MANSFIELD -- Reneta Music has dressed as Wonder Woman for Halloween in the past.
She just acts like one the remainder of the year, seldom slowing down a fitness/training pace that would have made Queen Hippolyta proud.
Kettlebell classes. Karate classes. Nutrition classes. Personal training sessions. Teaching school gym classes. Mornings. Afternoons. Evenings. In-person. Online.
Fitness and strength. Discipline and joy.
And the 1989 South Central High School graduate, now approaching her 50th birthday, has no intention of slowing down, not even as the COVID-19 pandemic swirls through the world.
"I want to do this the rest of my life," Music said, preparing to teach one of her classes at the Mansfield YMCA. "I want to be 90 years old, sitting here teaching karate. I want to be 90 years old, reaching over there to pick up a 106-pound kettlebell.
"I love what I do," said the 7th degree black belt, who also owns and operates her own business, Hard Style Body. "I am doing exactly what God designed me to do.
"When I was a little girl, there were two things I wanted to be. I wanted to be a mom and I wanted to be a teacher. And when my son was born, I couldn't wait to be a grandma. Kids are amazing," said Music, a 5-4, 155-pound fireball of energy.
Music and her husband, Gary, a long-time local karate instructor, are both StrongFirst elite team leaders, meaning they have achieved the program's top level and are certified instructors of all three of the program's modalities -- kettlebells, barbells and body weight.
StrongFirst is a global fitness program which was started in Santa Monica, Calif., founded by Pavel Tsatsouline, who introduced the Russian kettlebell to the West in 1998.
Watching Music lead a kettlebell session at the Mansfield Y is like observing organized fitness madness -- music blasting, kettlebells swinging and participants loving it.
Moments after the kettlebell class ended, Music changed into her gi and was back in the room, this time with young, eager karate students.
The musical madness was replaced with the required discipline of martial arts.
Music, who also teaches self-defense classes, is thrilled to be back at the Mansfield YMCA in "her" room, something she was unable to do when the pandemic reached Ohio in March, leading to business closures, including gyms. She has taught at the local Y since 2009, taking over the karate program in 2011.
"It hit me hard in the beginning and it was really hard," Music said of the pandemic closures. "But once I got up and got moving, I found there were things I could do. There would be days I would be out (at my house) trimming trees for five hours, all by myself.
"I just dove into it. And that's good for me. That's how I handle stress. I do physical stuff. Plus, I love pushing my limits," Music said. "But I really missed being here at the Y."
Music also did online training sessions from home and posted training videos on her YouTube channel, all while understanding the need for caution during coronavirus.

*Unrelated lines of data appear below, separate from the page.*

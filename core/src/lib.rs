//! goagent-core: an autonomous agent runtime.
//!
//! The runtime drives an LLM through repeated plan/execute/observe passes:
//! it requests a structured plan as a forced function call, validates it
//! against an embedded JSON schema, executes the plan's shell and
//! in-process commands concurrently while honoring dependencies, and
//! feeds the consolidated observation back to the model. Hosts talk to it
//! through a pair of bounded event queues.

mod apply_patch;
mod client;
mod client_common;
mod config;
mod context_budget;
mod error;
mod exec;
mod history;
mod input_reader;
mod internal_commands;
mod partial_json;
mod plan_manager;
mod plan_schema;
mod research;
mod runtime;
mod util;

pub use apply_patch::apply_patch;
pub use apply_patch::ApplyPatchCommand;
pub use client::ModelClient;
pub use client::ResponsesClient;
pub use client_common::Prompt;
pub use client_common::ResponseEvent;
pub use client_common::PLAN_TOOL_NAME;
pub use config::Config;
pub use config::DEFAULT_BASE_URL;
pub use config::DEFAULT_MODEL;
pub use context_budget::budget_for_model;
pub use context_budget::estimate_history_tokens;
pub use context_budget::estimate_message_tokens;
pub use context_budget::ContextBudget;
pub use context_budget::ModelBudget;
pub use error::AgentErr;
pub use error::Result;
pub use exec::CommandOutcome;
pub use history::HistoryStore;
pub use internal_commands::CommandRegistry;
pub use internal_commands::InternalCommand;
pub use internal_commands::InternalCommandRequest;
pub use plan_manager::PlanManager;
pub use plan_schema::plan_parameters_schema;
pub use plan_schema::PlanValidator;
pub use plan_schema::ValidationFailure;
pub use research::RunResearchCommand;
pub use runtime::AgentRuntime;
pub use runtime::RuntimeMetrics;
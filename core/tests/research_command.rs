//! The `run_research` internal command against a scripted sub-runtime.

mod common;

use std::collections::HashMap;
use std::sync::Arc;

use common::*;
use goagent_core::AgentErr;
use goagent_core::InternalCommand;
use goagent_core::InternalCommandRequest;
use goagent_core::RunResearchCommand;
use goagent_protocol::PlanStep;
use pretty_assertions::assert_eq;
use reqwest::StatusCode;

fn request(args: &[(&str, &str)]) -> InternalCommandRequest {
    InternalCommandRequest {
        name: "run_research".to_string(),
        raw: "run_research".to_string(),
        args: args
            .iter()
            .map(|(k, v)| (k.to_string(), v.to_string()))
            .collect(),
        positionals: Vec::new(),
        step: PlanStep::default(),
        cwd: std::env::temp_dir(),
    }
}

#[tokio::test]
async fn research_returns_the_last_assistant_message() {
    let client = Arc::new(ScriptedClient::new(vec![Script::Call(empty_plan(
        "the answer is 42",
    ))]));
    let command = RunResearchCommand::new(Arc::new(test_config()), client.clone());

    let outcome = command
        .run(request(&[("goal", "find the answer"), ("turns", "3")]))
        .await
        .expect("research runs");

    assert_eq!(outcome.exit_code, Some(0));
    assert_eq!(outcome.stdout, "the answer is 42");
    assert_eq!(outcome.stderr, "");
    assert_eq!(client.call_count(), 1);
}

#[tokio::test]
async fn research_failure_reports_exit_one() {
    let client = Arc::new(ScriptedClient::new(vec![Script::Fail(|| {
        AgentErr::UnexpectedStatus {
            status: StatusCode::UNAUTHORIZED,
            body: "no".to_string(),
        }
    })]));
    let command = RunResearchCommand::new(Arc::new(test_config()), client);

    let outcome = command
        .run(request(&[("goal", "doomed research")]))
        .await
        .expect("research itself does not error");

    assert_eq!(outcome.exit_code, Some(1));
    assert!(outcome.details.contains("did not complete"));
}

#[tokio::test]
async fn research_without_a_goal_is_rejected() {
    let client = Arc::new(ScriptedClient::new(vec![]));
    let command = RunResearchCommand::new(Arc::new(test_config()), client);

    let err = command.run(request(&[])).await.unwrap_err();
    assert!(err.to_string().contains("missing goal"));
}

#[tokio::test]
async fn positional_goal_is_accepted() {
    let client = Arc::new(ScriptedClient::new(vec![Script::Call(empty_plan("done"))]));
    let command = RunResearchCommand::new(Arc::new(test_config()), client);

    let mut req = request(&[]);
    req.positionals = vec!["summarize".to_string(), "the repo".to_string()];
    req.args = HashMap::new();

    let outcome = command.run(req).await.expect("research runs");
    assert_eq!(outcome.exit_code, Some(0));
}
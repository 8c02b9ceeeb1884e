use std::time::Duration;

use tokio::sync::watch;

/// Resolve once the cancel flag flips to true. If the sender disappears
/// without canceling, never resolves.
pub(crate) async fn wait_for_cancel(cancel: &mut watch::Receiver<bool>) {
    loop {
        if *cancel.borrow() {
            return;
        }
        if cancel.changed().await.is_err() {
            std::future::pending::<()>().await;
        }
    }
}

/// Initial delay for model-request retries.
pub(crate) const RETRY_INITIAL_DELAY: Duration = Duration::from_millis(500);
/// Upper bound for model-request retry delays.
pub(crate) const RETRY_MAX_DELAY: Duration = Duration::from_secs(8);

/// Exponential backoff for the n-th retry (1-based): 500ms, 1s, 2s, ...
/// capped at 8s.
pub(crate) fn backoff(attempt: u32) -> Duration {
    let exp = attempt.saturating_sub(1).min(10);
    let delay = RETRY_INITIAL_DELAY.saturating_mul(1u32 << exp);
    delay.min(RETRY_MAX_DELAY)
}

/// Backoff before re-requesting a plan after a validation failure
/// (1-based attempt): 250ms, 500ms, 1s, 2s, then 4s forever.
pub(crate) fn validation_backoff(attempt: u32) -> Duration {
    let base = Duration::from_millis(250);
    let exp = attempt.saturating_sub(1).min(10);
    let delay = base.saturating_mul(1u32 << exp);
    delay.clamp(base, Duration::from_secs(4))
}

/// Truncate to a prefix of at most `maxb` bytes without splitting a char.
pub(crate) fn take_bytes_at_char_boundary(s: &str, maxb: usize) -> &str {
    if s.len() <= maxb {
        return s;
    }
    let mut last_ok = 0;
    for (i, ch) in s.char_indices() {
        let nb = i + ch.len_utf8();
        if nb > maxb {
            break;
        }
        last_ok = nb;
    }
    &s[..last_ok]
}

/// Take a suffix of at most `maxb` bytes without splitting a char.
pub(crate) fn take_last_bytes_at_char_boundary(s: &str, maxb: usize) -> &str {
    if s.len() <= maxb {
        return s;
    }
    let mut start = s.len();
    let mut used = 0usize;
    for (i, ch) in s.char_indices().rev() {
        let nb = ch.len_utf8();
        if used + nb > maxb {
            break;
        }
        start = i;
        used += nb;
        if start == 0 {
            break;
        }
    }
    &s[start..]
}

/// Truncate to at most `max_chars` characters, appending an ellipsis when
/// anything was cut.
pub(crate) fn truncate_chars(s: &str, max_chars: usize) -> String {
    if s.chars().count() <= max_chars {
        return s.to_string();
    }
    let mut out: String = s.chars().take(max_chars).collect();
    out.push('…');
    out
}

/// Collapse runs of whitespace into single spaces and trim the ends.
pub(crate) fn collapse_whitespace(s: &str) -> String {
    s.split_whitespace().collect::<Vec<_>>().join(" ")
}
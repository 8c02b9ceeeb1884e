//! Tolerant extraction of fields from a *growing* JSON document.
//!
//! While the model streams tool-call arguments, hosts want to render the
//! plan's `message` (and finished `reasoning` entries) token by token
//! without waiting for the JSON to close. These scanners work on the raw
//! accumulated text: they find the last `"message"` key, then consume
//! quote-delimited content while tracking escapes, accepting truncated
//! `\uXXXX` sequences and a trailing backslash at the cut point.

/// Decoded value of the last `"message"` string field in `raw`, which may
/// still be mid-stream. `None` until the opening quote of the value has
/// arrived.
pub(crate) fn latest_message_value(raw: &str) -> Option<String> {
    let start = last_key_value_start(raw, "message")?;
    Some(decode_partial_string(&raw[start..]))
}

/// Fully closed elements of the `"reasoning"` string array. Partial
/// elements are never returned.
pub(crate) fn closed_reasoning_elements(raw: &str) -> Vec<String> {
    let Some(mut pos) = last_key_position(raw, "reasoning") else {
        return Vec::new();
    };
    let bytes = raw.as_bytes();
    // Skip to the opening bracket.
    while pos < bytes.len() && bytes[pos] != b'[' {
        if !matches!(bytes[pos], b' ' | b'\t' | b'\n' | b'\r' | b':') {
            return Vec::new();
        }
        pos += 1;
    }
    if pos >= bytes.len() {
        return Vec::new();
    }
    pos += 1;

    let mut elements = Vec::new();
    loop {
        // Skip separators and whitespace between elements.
        while pos < bytes.len() && matches!(bytes[pos], b' ' | b'\t' | b'\n' | b'\r' | b',') {
            pos += 1;
        }
        if pos >= bytes.len() || bytes[pos] == b']' {
            break;
        }
        if bytes[pos] != b'"' {
            break;
        }
        let Some((value, end)) = decode_closed_string(&raw[pos..]) else {
            // The element is still streaming; stop without emitting it.
            break;
        };
        elements.push(value);
        pos += end;
    }
    elements
}

/// Byte offset just past the opening quote of the value for the *last*
/// occurrence of `"key"` followed by a colon.
fn last_key_value_start(raw: &str, key: &str) -> Option<usize> {
    let mut pos = last_key_position(raw, key)?;
    let bytes = raw.as_bytes();
    while pos < bytes.len() && matches!(bytes[pos], b' ' | b'\t' | b'\n' | b'\r' | b':') {
        pos += 1;
    }
    if pos < bytes.len() && bytes[pos] == b'"' {
        Some(pos + 1)
    } else {
        None
    }
}

/// Byte offset just past the closing quote of the last `"key"` occurrence
/// that is followed (modulo whitespace) by a colon.
fn last_key_position(raw: &str, key: &str) -> Option<usize> {
    let needle = format!("\"{key}\"");
    let mut best = None;
    let mut from = 0;
    while let Some(found) = raw[from..].find(&needle) {
        let idx = from + found;
        let after = idx + needle.len();
        let rest = raw[after..].trim_start();
        if rest.starts_with(':') || rest.is_empty() {
            best = Some(after);
        }
        from = idx + 1;
    }
    best
}

/// Decode a JSON string body that may be cut off anywhere, including in
/// the middle of an escape. Input starts just after the opening quote.
fn decode_partial_string(raw: &str) -> String {
    let mut out = String::new();
    let mut chars = raw.chars();
    while let Some(ch) = chars.next() {
        match ch {
            '"' => break,
            '\\' => {
                let Some(escaped) = chars.next() else {
                    // Trailing backslash at the cut point: drop it.
                    break;
                };
                match escaped {
                    'n' => out.push('\n'),
                    't' => out.push('\t'),
                    'r' => out.push('\r'),
                    'b' => out.push('\u{0008}'),
                    'f' => out.push('\u{000C}'),
                    '"' => out.push('"'),
                    '\\' => out.push('\\'),
                    '/' => out.push('/'),
                    'u' => {
                        let hex: String = chars.clone().take(4).collect();
                        if hex.len() < 4 {
                            // Truncated \uXXXX: drop the incomplete escape.
                            break;
                        }
                        for _ in 0..4 {
                            chars.next();
                        }
                        match u32::from_str_radix(&hex, 16).ok().and_then(char::from_u32) {
                            Some(decoded) => out.push(decoded),
                            None => out.push('\u{FFFD}'),
                        }
                    }
                    other => out.push(other),
                }
            }
            _ => out.push(ch),
        }
    }
    out
}

/// Decode a complete JSON string literal starting at the opening quote.
/// Returns the decoded value and the byte length consumed (including both
/// quotes), or `None` when the closing quote has not arrived yet.
fn decode_closed_string(raw: &str) -> Option<(String, usize)> {
    let mut out = String::new();
    let mut iter = raw.char_indices();
    let (_, first) = iter.next()?;
    if first != '"' {
        return None;
    }
    while let Some((idx, ch)) = iter.next() {
        match ch {
            '"' => return Some((out, idx + 1)),
            '\\' => {
                let (_, escaped) = iter.next()?;
                match escaped {
                    'n' => out.push('\n'),
                    't' => out.push('\t'),
                    'r' => out.push('\r'),
                    'b' => out.push('\u{0008}'),
                    'f' => out.push('\u{000C}'),
                    '"' => out.push('"'),
                    '\\' => out.push('\\'),
                    '/' => out.push('/'),
                    'u' => {
                        let mut hex = String::new();
                        for _ in 0..4 {
                            hex.push(iter.next()?.1);
                        }
                        match u32::from_str_radix(&hex, 16).ok().and_then(char::from_u32) {
                            Some(decoded) => out.push(decoded),
                            None => out.push('\u{FFFD}'),
                        }
                    }
                    other => out.push(other),
                }
            }
            _ => out.push(ch),
        }
    }
    None
}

"I found it safe. I found it very safe. I personally think the governor did a great job trying to protect his people and keep us all as safe as possible because of the unknown of this illness," Music said. "I mean, looking back on it, I think we were hyper-safe, but I think it was warranted."
For those who think it's too late to begin a fitness regime or have pre-existing physical issues that may get in the way, Music can help with that, also as a certified Function Movement Specialist instructor.
"I screen people for movement finding asymmetries and dysfunctions in the body. Those need to be fixed before strength should be added," Music said.
Music, who instructs 75 to 80 people a week, is a strong advocate for strong women, something first noticeable in 1991.
"I went to one of my brother's karate classes, just to check it out. I threw a kick on the bag after watching someone else. His instructor looked at my brother said, 'That was a good kick.' My brother said, 'Well, girls can't do karate.'"
Music admits she doesn't react well when people tell her she can't do things.
"Even now, at almost 50, I don't take it well at all," Music said with a laugh." I started karate shortly after that and got my first-degree black belt in May of 1994."
"I've always liked to be physically active, but I think I'm more physically active now than I ever have been during this decade of my life.
"I am so thankful that the Y has allowed me to teach here and for seeing the potential and the abilities that I have. They just let me go with it. I'm very, very, very thankful for that. I get to give to people unconditionally and absolutely, as freely as I want to."